Es imperativo, por tanto, que Europa reafirme sus principios. Como decía, la laicidad no es negociable; es la garantía de una convivencia basada en reglas compartidas, no en dogmas religiosos. Prohibir el velo en escuelas y competiciones deportivas, regular estrictamente las interrupciones por motivos religiosos (sin caer en la trampas para ignorantes, como hacen los locutores deportivos europeos) y sancionar el proselitismo en espacios públicos no es una cuestión de exclusión, sino de preservar la neutralidad y la igualdad. Los gobiernos deben actuar con claridad y valentía, respaldando a sus ciudadanos frente a una ideología fundamentalista que no busca integrarse, sino imponerse, a veces con violencia exarcebada (véase los sucesos de Salt en España), a veces con intimidación difusa (véase la presión a los institutos de Parla por parte de las alumnas veladas). Ceder hoy en el deporte o la escuela es abrir la puerta mañana a exigencias similares en hospitales, universidades y administraciones, hasta que la democracia pase de un dimensión liberal a otra regida por la sharia. Recordemos cómo Foucault, emperador del pensamiento posmoderno de la izquierda chic, apoyó a los ayatolás que impusieron en Irán una república teocrática, con las mujeres como fundamentales víctimas. Mujeres persas que en su lucha contra la imposición de los velos son reprimidas mediante torturas, violaciones y muerte. Todas las mujeres musulmanas del planeta deberían negarse a llevar hiyabs, niqabs y burkas, por mucho que se sientan cómodas por sus tradiciones, hasta que sus hermanas de sexo y religión no se vean liberadas de la opresión machista-islamista que atenaza al mundo islámico de Indonesia a Marruecos.
A los diez años de la publicación de Sumisión de Michel Houellebecq, no cabe duda de que la distopía islamista que profetizó el novelista francés se sigue propagando por Europa.
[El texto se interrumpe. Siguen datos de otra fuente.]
// SPDX-FileCopyrightText: 2026 ArcheBase
//
// SPDX-License-Identifier: MulanPSL-2.0

//! Top-level decode loop.
//!
//! The driver reads the preamble, then consumes blocks front-to-back:
//! payloads are read eagerly for every block so the stream stays
//! self-synchronizing, group-start blocks are handed to the group assembler,
//! and bare top-level scalars are consumed and discarded (they exist only to
//! keep the framing correct). The loop ends on end-of-stream or an explicit
//! end-of-file marker.
//!
//! A `GdfError` anywhere aborts the whole call: partial directory groups
//! must never masquerade as complete records.

use std::io::{Read, Seek, SeekFrom};
use std::sync::atomic::{AtomicBool, Ordering};

use serde::Serialize;

use crate::core::{GdfError, PhysicalConstants, Record, Result, TracingSink, WarningSink};
use crate::io::block::{BlockCursor, BlockRead};
use crate::io::group::{assemble_group, FieldPolicy, GroupKind};
use crate::io::header::{read_header, FileHeader};

/// Options for one decode call.
///
/// The warning sink, progress callback, and cancellation flag are borrowed
/// so callers keep ownership and can inspect them afterwards. Defaults:
/// SI constants, warnings forwarded to `tracing`, no progress reporting, no
/// cancellation.
#[derive(Default)]
pub struct DecodeOptions<'a> {
    /// Physical constants for derived-field computation
    pub constants: PhysicalConstants,
    /// Warning sink; `None` forwards to `tracing`
    pub warnings: Option<&'a mut dyn WarningSink>,
    /// Progress callback, invoked with a stream-offset fraction in [0.0, 1.0]
    /// after each block. Must not block; it runs on the decode thread.
    pub progress: Option<&'a mut dyn FnMut(f64)>,
    /// Cancellation flag, checked once per block boundary
    pub cancel: Option<&'a AtomicBool>,
}

impl<'a> DecodeOptions<'a> {
    /// Options with explicit physical constants.
    pub fn with_constants(constants: PhysicalConstants) -> Self {
        DecodeOptions {
            constants,
            ..Default::default()
        }
    }

    /// Route warnings to the given sink.
    pub fn warnings(mut self, sink: &'a mut dyn WarningSink) -> Self {
        self.warnings = Some(sink);
        self
    }

    /// Report fractional progress through the given callback.
    pub fn progress(mut self, callback: &'a mut dyn FnMut(f64)) -> Self {
        self.progress = Some(callback);
        self
    }

    /// Abort the decode when the flag becomes true.
    pub fn cancel_flag(mut self, flag: &'a AtomicBool) -> Self {
        self.cancel = Some(flag);
        self
    }
}

/// Number of successfully decoded groups of each kind.
#[derive(Debug, Clone, Copy, Default, PartialEq, Eq, Serialize)]
pub struct GroupCounts {
    /// Time-slice groups
    pub time: usize,
    /// Position-slice groups
    pub position: usize,
    /// Trajectory groups
    pub trajectory: usize,
    /// Unknown groups (consumed, not returned)
    pub unknown: usize,
}

/// Everything one decode call produces.
///
/// A single file populates at most one of {time + position series,
/// trajectory series}; that is a property of the source format, not enforced
/// here, but callers should expect the unused collections to be empty.
#[derive(Debug, Clone, Serialize)]
pub struct DecodeOutput {
    /// Decoded file preamble
    pub header: FileHeader,
    /// Time-slice records in stream arrival order
    pub time_slices: Vec<Record>,
    /// Position-slice records in stream arrival order
    pub position_slices: Vec<Record>,
    /// Per-particle trajectory records in stream arrival order
    pub trajectories: Vec<Record>,
    /// Per-kind decoded group counts
    pub counts: GroupCounts,
}

/// Decode a complete GDF stream.
///
/// The stream must be positioned at its start. On success all three record
/// collections are returned; on any [`GdfError`] nothing is.
pub fn decode<R: Read + Seek>(
    reader: &mut R,
    options: DecodeOptions<'_>,
) -> Result<DecodeOutput> {
    let DecodeOptions {
        constants,
        warnings,
        mut progress,
        cancel,
    } = options;

    let mut default_sink = TracingSink;
    let sink: &mut dyn WarningSink = match warnings {
        Some(sink) => sink,
        None => &mut default_sink,
    };

    let total = stream_len(reader)?;
    let header = read_header(reader, sink)?;
    let policy = FieldPolicy::from_creator(&header.creator);

    let mut output = DecodeOutput {
        header,
        time_slices: Vec::new(),
        position_slices: Vec::new(),
        trajectories: Vec::new(),
        counts: GroupCounts::default(),
    };

    let mut cursor = BlockCursor::new(reader, total)?;

    loop {
        if let Some(flag) = cancel {
            if flag.load(Ordering::Relaxed) {
                return Err(GdfError::cancelled(cursor.offset()));
            }
        }

        let block = match cursor.next_header()? {
            BlockRead::Header(h) => h,
            BlockRead::EndOfStream => break,
        };

        // Every payload is consumed eagerly, group member or not, so the
        // stream stays self-synchronizing.
        let value = if block.has_payload() {
            Some(cursor.read_value(&block)?)
        } else {
            None
        };
        if let Some(cb) = progress.as_mut() {
            cb(cursor.fraction());
        }

        if block.end_of_file {
            break;
        }

        if block.begins_group {
            let group = assemble_group(
                &mut cursor,
                &block,
                value,
                policy,
                &constants,
                sink,
                |fraction| {
                    if let Some(cb) = progress.as_mut() {
                        cb(fraction);
                    }
                },
            )?;
            match group.kind {
                GroupKind::Time => {
                    output.counts.time += 1;
                    output.time_slices.push(group.record);
                }
                GroupKind::Position => {
                    output.counts.position += 1;
                    output.position_slices.push(group.record);
                }
                GroupKind::Trajectory => {
                    output.counts.trajectory += 1;
                    output.trajectories.push(group.record);
                }
                GroupKind::Unknown => {
                    output.counts.unknown += 1;
                }
            }
        }
        // Bare top-level scalars are framing only: read and ignored.
    }

    Ok(output)
}

/// Length of the stream in bytes, restoring the current position.
fn stream_len<R: Seek>(reader: &mut R) -> Result<u64> {
    let current = reader
        .stream_position()
        .map_err(|e| GdfError::unseekable(e.to_string()))?;
    let len = reader
        .seek(SeekFrom::End(0))
        .map_err(|e| GdfError::unseekable(e.to_string()))?;
    reader
        .seek(SeekFrom::Start(current))
        .map_err(|e| GdfError::unseekable(e.to_string()))?;
    Ok(len)
}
No al ritmo endiablado que se temió Houellebecq, ya que en su novela era en 2022 cuando un partido islamista tomaba el poder en Francia, pero la extensión y exacerbación de los síntomas que puso sobre el tapete, de la pasividad de las élites frente al avance del islam político a la erosión del laicismo en nombre de Alá, evidencia que la gangrena de la teocracia se extiende por Europa en el siglo XXI como el totalitarismo comunista y nazi hizo en el XX.